3. On a similar note, while remediation and acceleration programs that prescribe particular steps may be very useful with less-skilled teachers, we need to continue to raise the quality of the workforce by investing in their development. Teachers are often not able to understand where students truly are in their learning trajectories and what misconceptions they have, and how to teach a concept in multiple ways in order to help students learn it. This lack of skill often can lead to low belief in students’ ability to learn on the part of teachers. Currently, teacher professional development is often administered by pulling teachers away from their school sites, often causing teachers to miss instructional time and leading to training sessions feeling divorced from the day-to-day realities of the classroom. However, school leaders can be skilled and empowered to increase teacher skill in focused areas (e.g., questioning in the classroom, meeting individual student needs, the use of formative assessment) so that teachers will be better able to diagnose student understanding and tailor more accurate interventions. Without a strong parallel investment in on-site teacher professional development under the guidance of school leaders, remediation will only be a short-term fix.

4. Remediation without a deep focus on equity could lead to perpetuating long-standing systemic injustices. As we work to understand where students are, we need to understand who has been left behind and why. We need to ensure that we are not perpetuating inequitable structures—whether they be based on gender, class, caste, race, disability, language or other markers. Much of the push toward acceleration in the United States is because remediation programs often left African American students languishing in lower-level groups, making incremental progress only. Without real data and real focus on this reality, we often see these inequities being cemented rather than overcome. School leaders need to pay attention to their data, understand their history and ensure that their schools are disrupting these patterns rather than solidifying them.

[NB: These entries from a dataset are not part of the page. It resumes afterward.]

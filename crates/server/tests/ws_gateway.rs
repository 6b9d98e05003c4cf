//! WebSocket gateway tests over a real socket.

mod common;

use std::time::Duration;

use futures::{SinkExt, StreamExt};
use serde_json::{json, Value};
use tokio::net::TcpStream;
use tokio_tungstenite::tungstenite::{Error as WsError, Message};
use tokio_tungstenite::{connect_async, MaybeTlsStream, WebSocketStream};

use common::{fixtures, TestConfig, TestFixture};
use screenflow_core::{EventBus, ProgressEvent};

type WsStream = WebSocketStream<MaybeTlsStream<TcpStream>>;

async fn connect(addr: std::net::SocketAddr, path: &str) -> Result<WsStream, WsError> {
    let url = format!("ws://{}{}", addr, path);
    connect_async(url).await.map(|(stream, _)| stream)
}

/// Next JSON text frame, skipping protocol frames.
async fn next_json(ws: &mut WsStream) -> Value {
    tokio::time::timeout(Duration::from_secs(5), async {
        loop {
            match ws.next().await {
                Some(Ok(Message::Text(text))) => return serde_json::from_str(&text).unwrap(),
                Some(Ok(_)) => continue,
                other => panic!("socket ended: {:?}", other),
            }
        }
    })
    .await
    .expect("no frame within 5s")
}

/// Next frame of the given `type`.
async fn next_of_type(ws: &mut WsStream, kind: &str) -> Value {
    loop {
        let frame = next_json(ws).await;
        if frame["type"] == kind {
            return frame;
        }
    }
}

async fn wait_for_connections(fixture: &TestFixture, owner: &str, expected: usize) {
    for _ in 0..100 {
        if fixture.state.registry().connection_count(owner).await == expected {
            return;
        }
        tokio::time::sleep(Duration::from_millis(20)).await;
    }
    panic!(
        "owner {} never reached {} connections (has {})",
        owner,
        expected,
        fixture.state.registry().connection_count(owner).await
    );
}

fn progress(owner: &str, document: &str, percent: u8) -> ProgressEvent {
    ProgressEvent::document(owner, "batch-1", document, percent, "Parsing with AI...", "parsing_with_ai")
}

#[tokio::test]
async fn test_two_connections_same_owner_both_receive() {
    let fixture = TestFixture::new().await;
    let addr = fixture.serve().await;

    let mut first = connect(addr, "/api/v1/ws/carol").await.unwrap();
    let mut second = connect(addr, "/api/v1/ws/carol").await.unwrap();
    wait_for_connections(&fixture, "carol", 2).await;

    fixture.bus.publish(progress("carol", "doc-1", 50)).await;

    for ws in [&mut first, &mut second] {
        let frame = next_json(ws).await;
        assert_eq!(frame["type"], "document_progress");
        assert_eq!(frame["document_id"], "doc-1");
        assert_eq!(frame["progress"], 50);
    }

    // Closing one connection leaves the other subscribed
    first.close(None).await.unwrap();
    wait_for_connections(&fixture, "carol", 1).await;

    fixture.bus.publish(progress("carol", "doc-2", 90)).await;
    let frame = next_json(&mut second).await;
    assert_eq!(frame["document_id"], "doc-2");
}

#[tokio::test]
async fn test_events_only_reach_their_owner() {
    let fixture = TestFixture::new().await;
    let addr = fixture.serve().await;

    let mut carol = connect(addr, "/api/v1/ws/carol").await.unwrap();
    let mut dave = connect(addr, "/api/v1/ws/dave").await.unwrap();
    wait_for_connections(&fixture, "carol", 1).await;
    wait_for_connections(&fixture, "dave", 1).await;

    fixture.bus.publish(progress("dave", "doc-d", 20)).await;
    fixture.bus.publish(progress("carol", "doc-c", 30)).await;

    let frame = next_json(&mut carol).await;
    assert_eq!(frame["document_id"], "doc-c");
    let frame = next_json(&mut dave).await;
    assert_eq!(frame["document_id"], "doc-d");
}

#[tokio::test]
async fn test_registry_entry_removed_with_last_connection() {
    let fixture = TestFixture::new().await;
    let addr = fixture.serve().await;

    let mut ws = connect(addr, "/api/v1/ws/carol").await.unwrap();
    wait_for_connections(&fixture, "carol", 1).await;
    assert_eq!(fixture.state.registry().owner_count().await, 1);

    ws.close(None).await.unwrap();
    wait_for_connections(&fixture, "carol", 0).await;
    assert_eq!(fixture.state.registry().owner_count().await, 0);

    // The aborted forwarder releases its subscription; events are then dropped
    let mut delivered = 1;
    for _ in 0..50 {
        delivered = fixture.bus.publish(progress("carol", "doc-1", 10)).await;
        if delivered == 0 {
            break;
        }
        tokio::time::sleep(Duration::from_millis(20)).await;
    }
    assert_eq!(delivered, 0);
}

#[tokio::test]
async fn test_ping_gets_pong() {
    let fixture = TestFixture::new().await;
    let addr = fixture.serve().await;

    let mut ws = connect(addr, "/api/v1/ws/carol").await.unwrap();
    ws.send(Message::text("ping")).await.unwrap();

    let frame = next_json(&mut ws).await;
    assert_eq!(frame, json!({ "type": "pong" }));
}

#[tokio::test]
async fn test_idle_connection_gets_heartbeat() {
    let fixture = TestFixture::with_config(TestConfig {
        heartbeat_interval_secs: 1,
        ..Default::default()
    })
    .await;
    let addr = fixture.serve().await;

    let mut ws = connect(addr, "/api/v1/ws/carol").await.unwrap();

    let frame = next_json(&mut ws).await;
    assert_eq!(frame["type"], "heartbeat");
    assert!(frame["timestamp"].as_i64().unwrap() > 0);

    // Still open after the heartbeat
    ws.send(Message::text("ping")).await.unwrap();
    assert_eq!(next_of_type(&mut ws, "pong").await["type"], "pong");
}

#[tokio::test]
async fn test_invalid_token_rejected_before_upgrade() {
    let fixture = TestFixture::with_config(TestConfig::with_api_keys()).await;
    let addr = fixture.serve().await;

    for path in ["/api/v1/ws/alice", "/api/v1/ws/alice?token=wrong"] {
        match connect(addr, path).await {
            Err(WsError::Http(response)) => assert_eq!(response.status(), 401),
            Err(other) => panic!("unexpected error: {}", other),
            Ok(_) => panic!("connection to {} should be rejected", path),
        }
    }
    assert_eq!(fixture.state.registry().owner_count().await, 0);
}

#[tokio::test]
async fn test_token_must_match_owner() {
    let fixture = TestFixture::with_config(TestConfig::with_api_keys()).await;
    let addr = fixture.serve().await;

    match connect(addr, "/api/v1/ws/bob?token=alice-key").await {
        Err(WsError::Http(response)) => assert_eq!(response.status(), 403),
        Err(other) => panic!("unexpected error: {}", other),
        Ok(_) => panic!("alice must not subscribe to bob"),
    }

    let mut ws = connect(addr, "/api/v1/ws/alice?token=alice-key")
        .await
        .unwrap();
    wait_for_connections(&fixture, "alice", 1).await;
    fixture.bus.publish(progress("alice", "doc-a", 10)).await;
    assert_eq!(next_json(&mut ws).await["document_id"], "doc-a");
}

#[tokio::test]
async fn test_pipeline_progress_streams_to_owner() {
    let fixture = TestFixture::new().await;
    let addr = fixture.serve().await;

    let response = fixture
        .post(
            "/api/v1/batches",
            json!({ "title": "Live", "owner_id": "carol" }),
        )
        .await;
    let batch_id = response.body["id"].as_str().unwrap().to_string();
    let document_id = fixture
        .upload(&batch_id, "ada.txt", fixtures::cv_text("Ada Lovelace", None))
        .await;

    let mut ws = connect(addr, "/api/v1/ws/carol").await.unwrap();
    wait_for_connections(&fixture, "carol", 1).await;

    fixture
        .post_empty(&format!("/api/v1/batches/{}/process", batch_id))
        .await;

    // Document checkpoints arrive in stage order, ending at 100
    let mut last = 0;
    loop {
        let frame = next_of_type(&mut ws, "document_progress").await;
        assert_eq!(frame["document_id"], document_id);
        let progress = frame["progress"].as_u64().unwrap();
        assert!(progress >= last, "progress went backwards: {} -> {}", last, progress);
        last = progress;
        if progress == 100 {
            assert_eq!(frame["stage"], "completed");
            assert_eq!(frame["candidate_name"], "Ada Lovelace");
            break;
        }
    }

    // Batch aggregate eventually reports completion
    loop {
        let frame = next_of_type(&mut ws, "batch_progress").await;
        assert_eq!(frame["batch_id"], batch_id);
        if frame["status"] == "Completed" {
            assert_eq!(frame["completed"], 1);
            assert_eq!(frame["progress"], 100);
            break;
        }
    }
}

We support the research behind the effectiveness of targeted instruction programs, such as the targeting instruction by learning level programs recommended in a recent World Bank report, but know too well that a program alone does not solve a problem, and that any program could have risks.

These risks must all be carefully managed by a strong school leader. A school leader will be able to set the culture of high expectations, drive a focus on equity, support teacher development and promote practices that drive curiosity and joy.

The point here is not that the school leader must do all the work above. Instead, as an educational ecosystem, we must invest in school leader training and support, provide school leaders the autonomy to do the work laid out above and build teacher skill as well.

However, without this focus, remediation could have dangerous outcomes, as schools could create situations in which implicit bias toward particular students or groups of students inadvertently slow their growth and development.